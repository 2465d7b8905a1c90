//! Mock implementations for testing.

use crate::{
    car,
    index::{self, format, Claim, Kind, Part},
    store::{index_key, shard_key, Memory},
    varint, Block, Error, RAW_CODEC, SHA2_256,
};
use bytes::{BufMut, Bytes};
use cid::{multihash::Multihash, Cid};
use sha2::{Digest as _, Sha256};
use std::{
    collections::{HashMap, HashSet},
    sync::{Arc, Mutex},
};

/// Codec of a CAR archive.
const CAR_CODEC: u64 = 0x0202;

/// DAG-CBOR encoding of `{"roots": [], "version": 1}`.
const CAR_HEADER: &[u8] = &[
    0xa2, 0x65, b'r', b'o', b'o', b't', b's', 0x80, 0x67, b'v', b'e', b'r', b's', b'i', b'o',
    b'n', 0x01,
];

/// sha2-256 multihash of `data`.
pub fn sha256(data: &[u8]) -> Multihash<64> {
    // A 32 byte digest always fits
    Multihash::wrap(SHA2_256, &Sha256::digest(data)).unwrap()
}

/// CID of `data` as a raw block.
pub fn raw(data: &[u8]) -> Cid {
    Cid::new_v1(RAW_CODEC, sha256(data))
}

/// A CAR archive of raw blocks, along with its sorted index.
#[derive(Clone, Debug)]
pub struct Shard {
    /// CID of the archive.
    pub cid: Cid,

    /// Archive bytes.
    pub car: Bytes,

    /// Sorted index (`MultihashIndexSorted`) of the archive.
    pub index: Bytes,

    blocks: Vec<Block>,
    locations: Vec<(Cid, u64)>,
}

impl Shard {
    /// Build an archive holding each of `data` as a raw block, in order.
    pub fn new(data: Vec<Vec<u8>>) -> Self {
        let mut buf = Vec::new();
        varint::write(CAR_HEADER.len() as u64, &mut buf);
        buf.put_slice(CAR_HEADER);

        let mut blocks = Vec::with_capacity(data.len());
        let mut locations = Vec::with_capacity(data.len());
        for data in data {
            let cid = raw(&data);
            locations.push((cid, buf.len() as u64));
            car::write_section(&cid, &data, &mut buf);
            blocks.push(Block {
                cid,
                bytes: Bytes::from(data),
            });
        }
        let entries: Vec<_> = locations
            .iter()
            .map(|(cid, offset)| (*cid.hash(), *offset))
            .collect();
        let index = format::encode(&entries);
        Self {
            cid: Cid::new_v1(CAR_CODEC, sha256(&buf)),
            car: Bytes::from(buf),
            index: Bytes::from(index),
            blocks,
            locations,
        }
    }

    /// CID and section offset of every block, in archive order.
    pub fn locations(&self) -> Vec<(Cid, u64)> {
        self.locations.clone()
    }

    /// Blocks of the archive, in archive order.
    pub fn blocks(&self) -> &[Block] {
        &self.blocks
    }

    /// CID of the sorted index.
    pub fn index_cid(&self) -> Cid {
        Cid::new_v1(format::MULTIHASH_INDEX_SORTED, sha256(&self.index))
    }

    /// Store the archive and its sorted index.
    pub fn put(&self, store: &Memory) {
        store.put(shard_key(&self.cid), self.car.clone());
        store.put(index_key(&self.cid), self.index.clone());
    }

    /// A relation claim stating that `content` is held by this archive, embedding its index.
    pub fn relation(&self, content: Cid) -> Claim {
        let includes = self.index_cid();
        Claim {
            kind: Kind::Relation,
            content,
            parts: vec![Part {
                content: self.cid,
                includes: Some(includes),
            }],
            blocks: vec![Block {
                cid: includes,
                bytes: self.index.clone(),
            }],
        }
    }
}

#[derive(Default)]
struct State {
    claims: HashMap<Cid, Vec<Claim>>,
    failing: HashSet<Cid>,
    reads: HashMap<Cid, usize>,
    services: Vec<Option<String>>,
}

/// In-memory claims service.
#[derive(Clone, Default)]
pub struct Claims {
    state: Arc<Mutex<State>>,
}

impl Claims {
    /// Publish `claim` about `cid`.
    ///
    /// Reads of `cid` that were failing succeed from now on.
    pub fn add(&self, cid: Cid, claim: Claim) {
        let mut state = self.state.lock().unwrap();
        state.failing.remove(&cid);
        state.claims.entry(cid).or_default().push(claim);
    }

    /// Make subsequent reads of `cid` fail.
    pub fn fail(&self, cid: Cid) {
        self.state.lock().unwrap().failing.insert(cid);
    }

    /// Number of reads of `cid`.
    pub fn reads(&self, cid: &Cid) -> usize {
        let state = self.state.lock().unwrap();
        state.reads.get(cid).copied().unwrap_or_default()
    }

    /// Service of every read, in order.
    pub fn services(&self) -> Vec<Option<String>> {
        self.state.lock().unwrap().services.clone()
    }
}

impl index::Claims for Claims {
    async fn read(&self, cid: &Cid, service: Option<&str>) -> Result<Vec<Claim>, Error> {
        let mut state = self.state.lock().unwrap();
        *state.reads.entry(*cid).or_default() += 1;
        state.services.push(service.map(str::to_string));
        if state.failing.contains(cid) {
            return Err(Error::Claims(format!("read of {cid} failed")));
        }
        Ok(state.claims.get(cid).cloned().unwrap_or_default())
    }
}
* * * * *
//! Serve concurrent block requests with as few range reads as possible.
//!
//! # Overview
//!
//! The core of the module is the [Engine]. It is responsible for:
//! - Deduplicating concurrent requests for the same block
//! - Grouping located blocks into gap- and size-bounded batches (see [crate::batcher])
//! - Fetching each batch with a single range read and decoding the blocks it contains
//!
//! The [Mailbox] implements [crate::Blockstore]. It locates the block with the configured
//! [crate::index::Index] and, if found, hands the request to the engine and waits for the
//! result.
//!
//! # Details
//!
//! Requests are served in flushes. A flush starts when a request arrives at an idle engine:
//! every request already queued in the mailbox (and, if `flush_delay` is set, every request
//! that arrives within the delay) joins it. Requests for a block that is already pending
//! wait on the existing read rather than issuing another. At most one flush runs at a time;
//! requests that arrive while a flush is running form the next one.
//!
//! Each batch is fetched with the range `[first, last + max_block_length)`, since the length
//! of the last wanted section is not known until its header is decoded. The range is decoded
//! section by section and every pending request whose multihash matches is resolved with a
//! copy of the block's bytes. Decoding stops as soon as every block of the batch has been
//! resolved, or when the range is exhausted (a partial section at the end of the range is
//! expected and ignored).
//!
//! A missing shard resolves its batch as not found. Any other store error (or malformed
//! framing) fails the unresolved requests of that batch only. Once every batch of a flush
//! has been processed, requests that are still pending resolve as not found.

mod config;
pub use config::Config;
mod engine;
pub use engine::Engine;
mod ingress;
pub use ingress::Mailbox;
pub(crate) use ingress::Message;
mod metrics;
* * * * *
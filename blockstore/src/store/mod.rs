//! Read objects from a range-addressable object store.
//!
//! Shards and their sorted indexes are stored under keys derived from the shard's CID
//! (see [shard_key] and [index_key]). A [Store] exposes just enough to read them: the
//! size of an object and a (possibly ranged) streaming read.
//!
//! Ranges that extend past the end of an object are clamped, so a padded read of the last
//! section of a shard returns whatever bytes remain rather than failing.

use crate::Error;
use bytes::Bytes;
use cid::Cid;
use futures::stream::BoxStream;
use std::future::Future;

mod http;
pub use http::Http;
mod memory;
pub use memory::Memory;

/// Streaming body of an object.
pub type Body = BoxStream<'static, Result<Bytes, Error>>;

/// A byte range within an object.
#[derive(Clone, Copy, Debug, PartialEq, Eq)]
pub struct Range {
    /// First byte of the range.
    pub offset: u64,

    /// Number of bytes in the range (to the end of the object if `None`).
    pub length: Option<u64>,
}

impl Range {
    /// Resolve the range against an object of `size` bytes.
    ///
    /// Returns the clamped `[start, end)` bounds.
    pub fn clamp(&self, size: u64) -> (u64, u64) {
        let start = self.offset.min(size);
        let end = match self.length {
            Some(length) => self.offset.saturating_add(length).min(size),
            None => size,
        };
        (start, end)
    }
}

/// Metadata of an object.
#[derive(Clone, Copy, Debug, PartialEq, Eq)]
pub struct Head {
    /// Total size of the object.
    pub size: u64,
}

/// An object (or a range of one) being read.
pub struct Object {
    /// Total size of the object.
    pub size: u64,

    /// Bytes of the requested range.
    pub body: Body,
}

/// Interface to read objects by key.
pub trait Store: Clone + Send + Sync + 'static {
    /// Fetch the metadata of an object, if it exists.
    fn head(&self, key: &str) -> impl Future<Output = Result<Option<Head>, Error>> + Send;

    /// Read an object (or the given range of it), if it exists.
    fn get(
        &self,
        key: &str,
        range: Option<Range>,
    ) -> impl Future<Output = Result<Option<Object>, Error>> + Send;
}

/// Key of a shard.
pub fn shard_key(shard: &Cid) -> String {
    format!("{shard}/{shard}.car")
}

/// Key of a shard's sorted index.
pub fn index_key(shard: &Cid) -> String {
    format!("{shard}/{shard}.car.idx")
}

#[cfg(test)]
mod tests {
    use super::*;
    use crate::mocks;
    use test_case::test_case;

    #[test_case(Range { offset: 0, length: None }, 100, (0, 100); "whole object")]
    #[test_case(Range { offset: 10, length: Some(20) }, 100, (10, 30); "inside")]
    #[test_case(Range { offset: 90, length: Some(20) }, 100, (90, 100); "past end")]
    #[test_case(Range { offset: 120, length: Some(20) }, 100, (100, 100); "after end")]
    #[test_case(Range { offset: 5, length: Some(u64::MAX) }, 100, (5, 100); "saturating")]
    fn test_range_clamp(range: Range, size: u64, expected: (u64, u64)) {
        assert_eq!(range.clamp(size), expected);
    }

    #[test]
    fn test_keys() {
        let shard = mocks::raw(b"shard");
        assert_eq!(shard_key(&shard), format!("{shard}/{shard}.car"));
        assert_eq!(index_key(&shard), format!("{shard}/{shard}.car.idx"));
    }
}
* * * * *
__Problem details__. In the entries above, find the line with "filename blockstore/src/store/mod.rs" and the line with "read them: the", then set down exactly those two and every line between them, nothing else.

__Exercise solution__.
filename blockstore/src/store/mod.rs
//! Read objects from a range-addressable object store.
//!
//! Shards and their sorted indexes are stored under keys derived from the shard's CID
//! (see [shard_key] and [index_key]). A [Store] exposes just enough to read them: the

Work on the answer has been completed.